Il 10 giugno il contrammiraglio Carlo Daviso di Charvensod, comandante la Zona Militare Marittima dell’Egeo, firmò il suo Ordine del Giorno N° 6 sul quale era scritto quanto segue:- Oggi è giornata celebrativa della Marina e si compie il 3° anno di guerra. In questi tre anni duramente combattuti su tutti i fronti ed in particolare su quello mediterraneo la nostra Marina con imparagonabile slancio e con tenace silenziosa abnegazione ha strenuamente lottato contro un nemico superiore di forza ostacolandolo ad ogni passo, facendogli pagare ad altissimo prezzo ogni successo. Voi sapete le epiche lotte, le ferme attese, i sacrifici gloriosi. Voi sapete che giammai la Marina per avversità di fortuna conobbe timori, debolezze, esitazioni che anzi è stata eroica e silenziosa sempre compresa nel suo dovere, sempre uguale nella sua anima d’acciaio.

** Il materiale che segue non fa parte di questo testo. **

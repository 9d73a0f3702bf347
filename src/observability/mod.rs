//! Observability subsystem.
//!
//! # Data Flow
//! ```text
//! All subsystems produce:
//!     → logging.rs (structured log events via tracing)
//!     → metrics.rs (counters and gauges via the metrics facade)
//!
//! Consumers:
//!     → Log output (stderr, filtered by RUST_LOG)
//!     → Whatever metrics recorder the host installs
//! ```
//!
//! # Design Decisions
//! - Structured fields (`model = %key`) rather than formatted strings
//! - The core installs no metrics exporter; without a recorder updates are no-ops

pub mod logging;
pub mod metrics;
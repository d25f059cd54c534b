//! Encoding and decoding helpers between Roster domain types and the plain
//! text stored in SQLite columns.
//!
//! Timestamps are RFC 3339 with a fixed six-digit fraction and a `Z` suffix,
//! so lexicographic order equals chronological order. Dates are `YYYY-MM-DD`.
//! Classification fields are stored as their codes. UUIDs are hyphenated
//! lowercase strings.

use chrono::{DateTime, NaiveDate, SecondsFormat, Utc};
use roster_core::{
  blob::BlobRef,
  record::{Choice, Record, RecordFields},
};
use uuid::Uuid;

use crate::{Error, Result};

// ─── Uuid ────────────────────────────────────────────────────────────────────

pub fn encode_uuid(id: Uuid) -> String { id.hyphenated().to_string() }

pub fn decode_uuid(s: &str) -> Result<Uuid> { Ok(Uuid::parse_str(s)?) }

// ─── DateTime<Utc> ───────────────────────────────────────────────────────────

pub fn encode_dt(dt: DateTime<Utc>) -> String {
  dt.to_rfc3339_opts(SecondsFormat::Micros, true)
}

pub fn decode_dt(s: &str) -> Result<DateTime<Utc>> {
  DateTime::parse_from_rfc3339(s)
    .map(|dt| dt.with_timezone(&Utc))
    .map_err(|e| Error::DateParse(e.to_string()))
}

// ─── NaiveDate ───────────────────────────────────────────────────────────────

pub fn encode_date(d: NaiveDate) -> String { d.format("%Y-%m-%d").to_string() }

pub fn decode_date(s: &str) -> Result<NaiveDate> {
  NaiveDate::parse_from_str(s, "%Y-%m-%d").map_err(|e| Error::DateParse(e.to_string()))
}

// ─── Choices ─────────────────────────────────────────────────────────────────

pub fn encode_choice<C: Choice>(c: Option<C>) -> Option<String> {
  c.map(|c| c.code().to_owned())
}

pub fn decode_choice<C: Choice>(field: &'static str, s: Option<String>) -> Result<Option<C>> {
  s.map(|code| {
    code
      .parse::<C>()
      .map_err(|_| Error::UnknownCode { field, code: code.clone() })
  })
  .transpose()
}

// ─── Row type ────────────────────────────────────────────────────────────────

/// Column list shared by every `SELECT` against `records`, in [`RawRecord`]
/// field order.
pub const COLUMNS: &str = "id, role, department, student_grade, student_name, father_name, \
   dob, contact, roll_no, session, email, address, gender, emergency_contact, blood_group, \
   expiry_date, id_card_number, photo_path, photo_hash, photo_type, qr_path, qr_hash, \
   qr_type, card_issue_date, created_at, updated_at";

/// Raw strings of one `records` row.
pub struct RawRecord {
  pub id:                String,
  pub role:              Option<String>,
  pub department:        Option<String>,
  pub student_grade:     Option<String>,
  pub student_name:      String,
  pub father_name:       String,
  pub dob:               Option<String>,
  pub contact:           Option<String>,
  pub roll_no:           String,
  pub session:           String,
  pub email:             Option<String>,
  pub address:           String,
  pub gender:            String,
  pub emergency_contact: String,
  pub blood_group:       String,
  pub expiry_date:       Option<String>,
  pub id_card_number:    String,
  pub photo_path:        String,
  pub photo_hash:        String,
  pub photo_type:        String,
  pub qr_path:           String,
  pub qr_hash:           String,
  pub qr_type:           String,
  pub card_issue_date:   String,
  pub created_at:        String,
  pub updated_at:        String,
}

impl RawRecord {
  /// Read a row selected with [`COLUMNS`].
  pub fn from_row(row: &rusqlite::Row<'_>) -> rusqlite::Result<Self> {
    Ok(Self {
      id:                row.get(0)?,
      role:              row.get(1)?,
      department:        row.get(2)?,
      student_grade:     row.get(3)?,
      student_name:      row.get(4)?,
      father_name:       row.get(5)?,
      dob:               row.get(6)?,
      contact:           row.get(7)?,
      roll_no:           row.get(8)?,
      session:           row.get(9)?,
      email:             row.get(10)?,
      address:           row.get(11)?,
      gender:            row.get(12)?,
      emergency_contact: row.get(13)?,
      blood_group:       row.get(14)?,
      expiry_date:       row.get(15)?,
      id_card_number:    row.get(16)?,
      photo_path:        row.get(17)?,
      photo_hash:        row.get(18)?,
      photo_type:        row.get(19)?,
      qr_path:           row.get(20)?,
      qr_hash:           row.get(21)?,
      qr_type:           row.get(22)?,
      card_issue_date:   row.get(23)?,
      created_at:        row.get(24)?,
      updated_at:        row.get(25)?,
    })
  }

  pub fn from_record(record: &Record) -> Self {
    let f = &record.fields;
    Self {
      id:                encode_uuid(record.id),
      role:              encode_choice(f.role),
      department:        encode_choice(f.department),
      student_grade:     encode_choice(f.student_grade),
      student_name:      f.student_name.clone(),
      father_name:       f.father_name.clone(),
      dob:               f.dob.map(encode_date),
      contact:           f.contact.clone(),
      roll_no:           f.roll_no.clone(),
      session:           f.session.clone(),
      email:             f.email.clone(),
      address:           f.address.clone(),
      gender:            f.gender.clone(),
      emergency_contact: f.emergency_contact.clone(),
      blood_group:       f.blood_group.clone(),
      expiry_date:       f.expiry_date.map(encode_date),
      id_card_number:    f.id_card_number.clone(),
      photo_path:        record.photo.path.clone(),
      photo_hash:        record.photo.content_hash.clone(),
      photo_type:        record.photo.media_type.clone(),
      qr_path:           record.qr_code.path.clone(),
      qr_hash:           record.qr_code.content_hash.clone(),
      qr_type:           record.qr_code.media_type.clone(),
      card_issue_date:   encode_date(record.card_issue_date),
      created_at:        encode_dt(record.created_at),
      updated_at:        encode_dt(record.updated_at),
    }
  }

  pub fn into_record(self) -> Result<Record> {
    let fields = RecordFields {
      role:              decode_choice("role", self.role)?,
      department:        decode_choice("department", self.department)?,
      student_grade:     decode_choice("student_grade", self.student_grade)?,
      student_name:      self.student_name,
      father_name:       self.father_name,
      dob:               self.dob.as_deref().map(decode_date).transpose()?,
      contact:           self.contact,
      roll_no:           self.roll_no,
      session:           self.session,
      email:             self.email,
      address:           self.address,
      gender:            self.gender,
      emergency_contact: self.emergency_contact,
      blood_group:       self.blood_group,
      expiry_date:       self.expiry_date.as_deref().map(decode_date).transpose()?,
      id_card_number:    self.id_card_number,
    };

    Ok(Record {
      id: decode_uuid(&self.id)?,
      fields,
      photo: BlobRef {
        path:         self.photo_path,
        content_hash: self.photo_hash,
        media_type:   self.photo_type,
      },
      qr_code: BlobRef {
        path:         self.qr_path,
        content_hash: self.qr_hash,
        media_type:   self.qr_type,
      },
      card_issue_date: decode_date(&self.card_issue_date)?,
      created_at: decode_dt(&self.created_at)?,
      updated_at: decode_dt(&self.updated_at)?,
    })
  }
}
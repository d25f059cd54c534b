//! Drop-in replacements for axum's `Path`, `Query` and `Form` extractors whose
//! rejections render as `{"error": "..."}` like every other API failure.

use axum::extract::{
  FromRequest, FromRequestParts,
  rejection::{FormRejection, PathRejection, QueryRejection},
};

use crate::error::ApiError;

#[derive(Debug, FromRequestParts)]
#[from_request(via(axum::extract::Path), rejection(ApiError))]
pub struct Path<T>(pub T);

#[derive(Debug, FromRequestParts)]
#[from_request(via(axum::extract::Query), rejection(ApiError))]
pub struct Query<T>(pub T);

#[derive(Debug, FromRequest)]
#[from_request(via(axum::Form), rejection(ApiError))]
pub struct Form<T>(pub T);

impl From<PathRejection> for ApiError {
  fn from(r: PathRejection) -> Self { ApiError::BadRequest(r.body_text()) }
}

impl From<QueryRejection> for ApiError {
  fn from(r: QueryRejection) -> Self { ApiError::BadRequest(r.body_text()) }
}

impl From<FormRejection> for ApiError {
  fn from(r: FormRejection) -> Self { ApiError::BadRequest(r.body_text()) }
}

Non ci è dato sapere quali siano i propositi dl nemico contro questo estremo avamposto orientale che la Patria ci ha affidato; in ogni caso non dobbiamo lasciarci illudere da questo periodo di calma, dobbiamo essere pronti ad affrontare qualunque attacco con la ferma certezza nel cuore che nessuno si avvicinerà a queste isole finché noi saremo in piedi. Marinai! Salutiamo i camerati caduti …

Il 13 giugno era già sera quando ricevetti da Mariegeo un cifrato che mi ordinava di fare la massima attenzione perché: “ Si prevede un attacco nemico nei giorni 13-14-15 contro l’Isola … “

Iniziai da quella notte a trascorrerne sistematicamente molte altre in bianco.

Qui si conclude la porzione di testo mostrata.